Julius Juakulius, que observaba desde el balcón de la orden de caballeros, apretó el puño sobre la barandilla.

—¿Ese es el destino que te aguarda, Natsuki Subaru? —se preguntó en voz baja—. Un destino de llamas y gloria.

En la mansión, Emilia se dejó caer en su silla, con el corazón latiendo desbocado.
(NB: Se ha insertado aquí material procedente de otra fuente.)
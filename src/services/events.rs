//! Event administration service
//!
//! Admin-facing event lifecycle: creation, edits, daily closure toggles and
//! soft deletion. Window invariants are validated before anything is
//! persisted.

use std::sync::Arc;

use chrono::NaiveDate;
use sqlx::types::Json;
use uuid::Uuid;

use crate::database::store::EventStore;
use crate::models::event::{CreateEventRequest, Event, UpdateEventRequest};
use crate::services::roles::RoleResolver;
use crate::utils::clock::Clock;
use crate::utils::errors::{GenesisError, Result};
use crate::utils::logging::log_event_action;

/// Event management workflows over the store seam
#[derive(Clone)]
pub struct EventService {
    events: Arc<dyn EventStore>,
    roles: Arc<dyn RoleResolver>,
    clock: Arc<dyn Clock>,
}

impl EventService {
    pub fn new(
        events: Arc<dyn EventStore>,
        roles: Arc<dyn RoleResolver>,
        clock: Arc<dyn Clock>,
    ) -> Self {
        Self {
            events,
            roles,
            clock,
        }
    }

    /// Create a new event
    pub async fn create_event(
        &self,
        actor_email: &str,
        request: CreateEventRequest,
    ) -> Result<Event> {
        self.require_manager(actor_email)?;

        let now = self.clock.now();
        let event = Event {
            id: Uuid::new_v4(),
            name: request.name,
            description: request.description,
            date: request.date,
            event_day: request.event_day,
            entry_fee: request.entry_fee,
            on_spot_entry_fee: request.on_spot_entry_fee,
            payment_channel: request.payment_channel,
            on_spot_payment_channel: request.on_spot_payment_channel,
            is_team_event: request.is_team_event,
            members_per_team: request.members_per_team,
            max_teams: request.max_teams,
            max_participants: request.max_participants,
            current_participants: 0,
            registration_start_date: request.registration_start_date,
            registration_start_time: request.registration_start_time,
            registration_end_date: request.registration_end_date,
            registration_end_time: request.registration_end_time,
            allow_on_spot_registration: request.allow_on_spot_registration,
            on_spot_start_time: request.on_spot_start_time,
            on_spot_end_time: request.on_spot_end_time,
            daily_registration_closure: Json(Default::default()),
            registration_controls: Json(request.registration_controls.unwrap_or_default()),
            is_active: true,
            created_at: now,
            updated_at: now,
        };
        event.validate_windows()?;

        let created = self.events.create_event(event).await?;
        log_event_action(created.id, "create", actor_email);
        Ok(created)
    }

    /// Edit an event, validating the windows the patch would produce
    pub async fn update_event(
        &self,
        actor_email: &str,
        event_id: Uuid,
        patch: UpdateEventRequest,
    ) -> Result<Event> {
        self.require_manager(actor_email)?;

        let existing = self
            .events
            .get_event(event_id)
            .await?
            .ok_or(GenesisError::EventNotFound { event_id })?;
        existing.merged_with(&patch).validate_windows()?;

        let updated = self.events.update_event(event_id, patch).await?;
        log_event_action(event_id, "update", actor_email);
        Ok(updated)
    }

    /// Close or reopen the regular registration path for one date
    pub async fn toggle_daily_closure(
        &self,
        actor_email: &str,
        event_id: Uuid,
        date: NaiveDate,
        closed: bool,
    ) -> Result<Event> {
        self.require_manager(actor_email)?;

        let event = self.events.set_daily_closure(event_id, date, closed).await?;
        log_event_action(
            event_id,
            if closed { "close_day" } else { "reopen_day" },
            actor_email,
        );
        Ok(event)
    }

    /// Soft-delete an event
    pub async fn deactivate_event(&self, actor_email: &str, event_id: Uuid) -> Result<Event> {
        self.require_manager(actor_email)?;

        let event = self.events.deactivate_event(event_id).await?;
        log_event_action(event_id, "deactivate", actor_email);
        Ok(event)
    }

    pub async fn get_event(&self, event_id: Uuid) -> Result<Event> {
        self.events
            .get_event(event_id)
            .await?
            .ok_or(GenesisError::EventNotFound { event_id })
    }

    pub async fn list_active_events(&self) -> Result<Vec<Event>> {
        self.events.list_active_events().await
    }

    fn require_manager(&self, actor_email: &str) -> Result<()> {
        let role = self.roles.resolve(actor_email);
        if !role.permissions().can_manage_events {
            return Err(GenesisError::PermissionDenied(format!(
                "{} may not manage events",
                actor_email
            )));
        }
        Ok(())
    }
}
Aquellas imágenes... esa conexión entre Subaru y Beatrice... era algo que ella no comprendía, pero que la llenaba de una extraña calidez y, al mismo tiempo, de una punzada de envidia que no sabía cómo gestionar.
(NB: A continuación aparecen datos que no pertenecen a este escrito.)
//! Registration service implementation
//!
//! Individual and team registration workflows. Every write goes through the
//! same eligibility engine the preview endpoint uses, so a user is never
//! shown a different answer than the one enforced here.

use std::sync::Arc;

use tracing::{debug, info};
use uuid::Uuid;

use crate::database::store::{EventStore, ParticipantStore};
use crate::eligibility::{evaluate, RegistrationDecision};
use crate::models::event::Event;
use crate::models::participant::{
    Participant, PaymentStatus, RegisterParticipantRequest, RegisterTeamRequest, RegistrationType,
    TeamMemberData,
};
use crate::models::role::Role;
use crate::models::ticket::TicketCode;
use crate::services::roles::RoleResolver;
use crate::utils::clock::Clock;
use crate::utils::errors::{GenesisError, Result};
use crate::utils::helpers;
use crate::utils::logging::log_registration_decision;

/// Registration workflows over the store seam
#[derive(Clone)]
pub struct RegistrationService {
    events: Arc<dyn EventStore>,
    participants: Arc<dyn ParticipantStore>,
    roles: Arc<dyn RoleResolver>,
    clock: Arc<dyn Clock>,
}

impl RegistrationService {
    pub fn new(
        events: Arc<dyn EventStore>,
        participants: Arc<dyn ParticipantStore>,
        roles: Arc<dyn RoleResolver>,
        clock: Arc<dyn Clock>,
    ) -> Self {
        Self {
            events,
            participants,
            roles,
            clock,
        }
    }

    /// Eligibility preview for an event, as shown to the user before they
    /// commit to the form
    pub async fn check_eligibility(
        &self,
        event_id: Uuid,
        email: Option<&str>,
    ) -> Result<RegistrationDecision> {
        let event = self
            .events
            .get_event(event_id)
            .await?
            .ok_or(GenesisError::EventNotFound { event_id })?;

        let role = email
            .map(|email| self.roles.resolve(email))
            .unwrap_or(Role::Participant);
        let decision = evaluate(&event, email, role, self.clock.now());
        log_registration_decision(event_id, email, decision.allowed, &decision.reason);

        Ok(decision)
    }

    /// Register a single participant
    ///
    /// `actor_email` is the signed-in account performing the registration;
    /// volunteers registering someone at the desk act under their own role.
    /// Defaults to the participant's email for self-registration.
    pub async fn register_participant(
        &self,
        actor_email: Option<&str>,
        request: RegisterParticipantRequest,
    ) -> Result<Participant> {
        validate_identity(&request.full_name, &request.email, &request.phone)?;

        let event = self
            .events
            .get_event(request.event_id)
            .await?
            .ok_or(GenesisError::EventNotFound {
                event_id: request.event_id,
            })?;

        if event.is_team_event {
            return Err(GenesisError::TeamEventRequiresTeam { event_id: event.id });
        }

        if self
            .participants
            .find_by_email(event.id, &request.email)
            .await?
            .is_some()
        {
            return Err(GenesisError::InvalidInput(format!(
                "{} is already registered for this event",
                request.email
            )));
        }

        let registration_type = self.admit(&event, actor_email.or(Some(request.email.as_str())))?;

        if let Some(method) = request.payment_method {
            if !event.payment_channel_for(registration_type).accepts(method) {
                return Err(GenesisError::InvalidInput(format!(
                    "{} payment is not accepted for this registration",
                    method
                )));
            }
        }

        let now = self.clock.now();
        let participant = Participant {
            id: Uuid::new_v4(),
            event_id: event.id,
            full_name: helpers::normalize_whitespace(&request.full_name),
            email: request.email.to_lowercase(),
            phone: request.phone,
            college: request.college,
            standard: request.standard,
            stream: request.stream,
            ticket_code: TicketCode::generate(),
            payment_status: PaymentStatus::Pending,
            payment_method: request.payment_method,
            receipt_url: None,
            transaction_id: None,
            registration_type,
            entry_fee_paid: event.entry_fee_for(registration_type),
            team_id: None,
            team_name: None,
            is_team_lead: false,
            is_verified: false,
            verification_time: None,
            assigned_room: None,
            registered_at: now,
            updated_at: now,
        };

        let mut inserted = self
            .participants
            .insert_registration(vec![participant])
            .await?;
        let participant = inserted
            .pop()
            .ok_or_else(|| GenesisError::ServiceUnavailable("registration insert returned no row".to_string()))?;

        info!(
            participant_id = %participant.id,
            event_id = %event.id,
            registration_type = %participant.registration_type,
            "Participant registered"
        );
        Ok(participant)
    }

    /// Register a full team as one unit
    ///
    /// Either every member lands or none does; a failing member insert rolls
    /// back the whole team and the event counter.
    pub async fn register_team(
        &self,
        actor_email: Option<&str>,
        request: RegisterTeamRequest,
    ) -> Result<Vec<Participant>> {
        let event = self
            .events
            .get_event(request.event_id)
            .await?
            .ok_or(GenesisError::EventNotFound {
                event_id: request.event_id,
            })?;

        if !event.is_team_event {
            return Err(GenesisError::NotATeamEvent { event_id: event.id });
        }

        let max_members = event.members_per_team.unwrap_or(1).max(1) as usize;
        if request.members.is_empty() || request.members.len() > max_members {
            return Err(GenesisError::TeamSizeViolation {
                got: request.members.len(),
                max: max_members as u32,
            });
        }

        for member in &request.members {
            validate_identity(&member.full_name, &member.email, &member.phone)?;
        }

        if let Some(max_teams) = event.max_teams {
            let registered = self.events.count_teams(event.id).await?;
            if registered >= max_teams as i64 {
                return Err(GenesisError::CapacityExhausted { event_id: event.id });
            }
        }

        let lead_email = request.members[0].email.clone();
        let registration_type = self.admit(&event, actor_email.or(Some(lead_email.as_str())))?;

        if let Some(method) = request.payment_method {
            if !event.payment_channel_for(registration_type).accepts(method) {
                return Err(GenesisError::InvalidInput(format!(
                    "{} payment is not accepted for this registration",
                    method
                )));
            }
        }

        let now = self.clock.now();
        let team_id = Uuid::new_v4();
        let team_name = helpers::normalize_whitespace(&request.team_name);
        let members: Vec<Participant> = request
            .members
            .iter()
            .enumerate()
            .map(|(index, member)| {
                build_team_member(
                    &event,
                    member,
                    team_id,
                    &team_name,
                    index == 0,
                    registration_type,
                    request.payment_method,
                    now,
                )
            })
            .collect();

        let inserted = self.participants.insert_registration(members).await?;

        info!(
            team_id = %team_id,
            event_id = %event.id,
            members = inserted.len(),
            "Team registered"
        );
        Ok(inserted)
    }

    /// All participants registered for an event
    pub async fn list_event_participants(&self, event_id: Uuid) -> Result<Vec<Participant>> {
        self.events
            .get_event(event_id)
            .await?
            .ok_or(GenesisError::EventNotFound { event_id })?;
        self.participants.list_for_event(event_id).await
    }

    /// Run the eligibility engine at write time and admit or reject
    fn admit(&self, event: &Event, email: Option<&str>) -> Result<RegistrationType> {
        let role = email
            .map(|email| self.roles.resolve(email))
            .unwrap_or(Role::Participant);
        let decision = evaluate(event, email, role, self.clock.now());
        log_registration_decision(event.id, email, decision.allowed, &decision.reason);

        if !decision.allowed {
            return Err(GenesisError::RegistrationClosed {
                reason: decision.reason,
            });
        }
        Ok(decision
            .registration_type
            .unwrap_or(RegistrationType::Regular))
    }
}

fn validate_identity(full_name: &str, email: &str, phone: &str) -> Result<()> {
    if full_name.trim().is_empty() {
        return Err(GenesisError::InvalidInput("name is required".to_string()));
    }
    if !helpers::is_valid_email(email) {
        return Err(GenesisError::InvalidInput(format!(
            "invalid email: {}",
            email
        )));
    }
    if !helpers::is_valid_phone(phone) {
        return Err(GenesisError::InvalidInput(format!(
            "invalid phone number: {}",
            phone
        )));
    }
    Ok(())
}

#[allow(clippy::too_many_arguments)]
fn build_team_member(
    event: &Event,
    member: &TeamMemberData,
    team_id: Uuid,
    team_name: &str,
    is_team_lead: bool,
    registration_type: RegistrationType,
    payment_method: Option<crate::models::participant::PaymentMethod>,
    now: chrono::DateTime<chrono::Utc>,
) -> Participant {
    debug!(team_id = %team_id, email = %member.email, "Building team member record");
    Participant {
        id: Uuid::new_v4(),
        event_id: event.id,
        full_name: helpers::normalize_whitespace(&member.full_name),
        email: member.email.to_lowercase(),
        phone: member.phone.clone(),
        college: member.college.clone(),
        standard: member.standard.clone(),
        stream: member.stream.clone(),
        ticket_code: TicketCode::generate(),
        payment_status: PaymentStatus::Pending,
        payment_method,
        receipt_url: None,
        transaction_id: None,
        registration_type,
        entry_fee_paid: event.entry_fee_for(registration_type),
        team_id: Some(team_id),
        team_name: Some(team_name.to_string()),
        is_team_lead,
        is_verified: false,
        verification_time: None,
        assigned_room: None,
        registered_at: now,
        updated_at: now,
    }
}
—Subaru... —murmuró su nombre, como si fuera una oración—. ¿Realmente vas a hacer todo eso por nosotros?

Mientras tanto, en la biblioteca prohibida, Beatrice se abrazaba a sí misma. Sus ojos, antes fríos y distantes, ahora brillaban con una chispa de esperanza que no había sentido en siglos.

—"Elígeme a mí"... —repitió las palabras de la pantalla—. Qué hombre tan egoísta... y qué maravilloso sería que fuera verdad, supongo.

Subaru, en la capital, finalmente reaccionó. Se tapó la cara con las manos, tratando de procesar lo que acababa de ver. No sabía de dónde venían esas imágenes ni por qué se habían mostrado, pero una cosa estaba clara: el futuro no estaba escrito en piedra, pero él acababa de ver una versión de sí mismo que no estaba dispuesto a decepcionar.

—No sé cómo llegaré a ese momento —dijo Subaru para sí mismo, con una nueva luz en sus ojos—. Pero si ese es el hombre en el que me convierto... entonces no puedo rendirme aquí.

Se dio la vuelta y comenzó a caminar, ya no con el paso errático de un hombre derrotado, sino con la determinación de alguien que sabe que su vida tiene un precio, y que está dispuesto a pagarlo para salvar a aquellos que ama.

—Espérame, Emilia. Espérame, Beatrice —susurró al viento—. Voy a ser ese héroe. Aunque tenga que morir mil veces para lograrlo.

El eco de la batalla contra el Gran Conejo seguía vibrando en el aire de Lugunica, una premonición de lo que estaba por venir, y una advertencia para todos aquellos que osaran subestimar al joven que no tenía nada, excepto una voluntad inquebrantable y un corazón capaz de abrazar a un espíritu que el mundo había olvidado.

La historia de Natsuki Subaru acababa de cambiar de rumbo, y el arco de la capital, marcado por la disputa, se transformaba ahora en el prólogo de una leyenda grabada en las cenizas de una biblioteca y el frío de un santuario.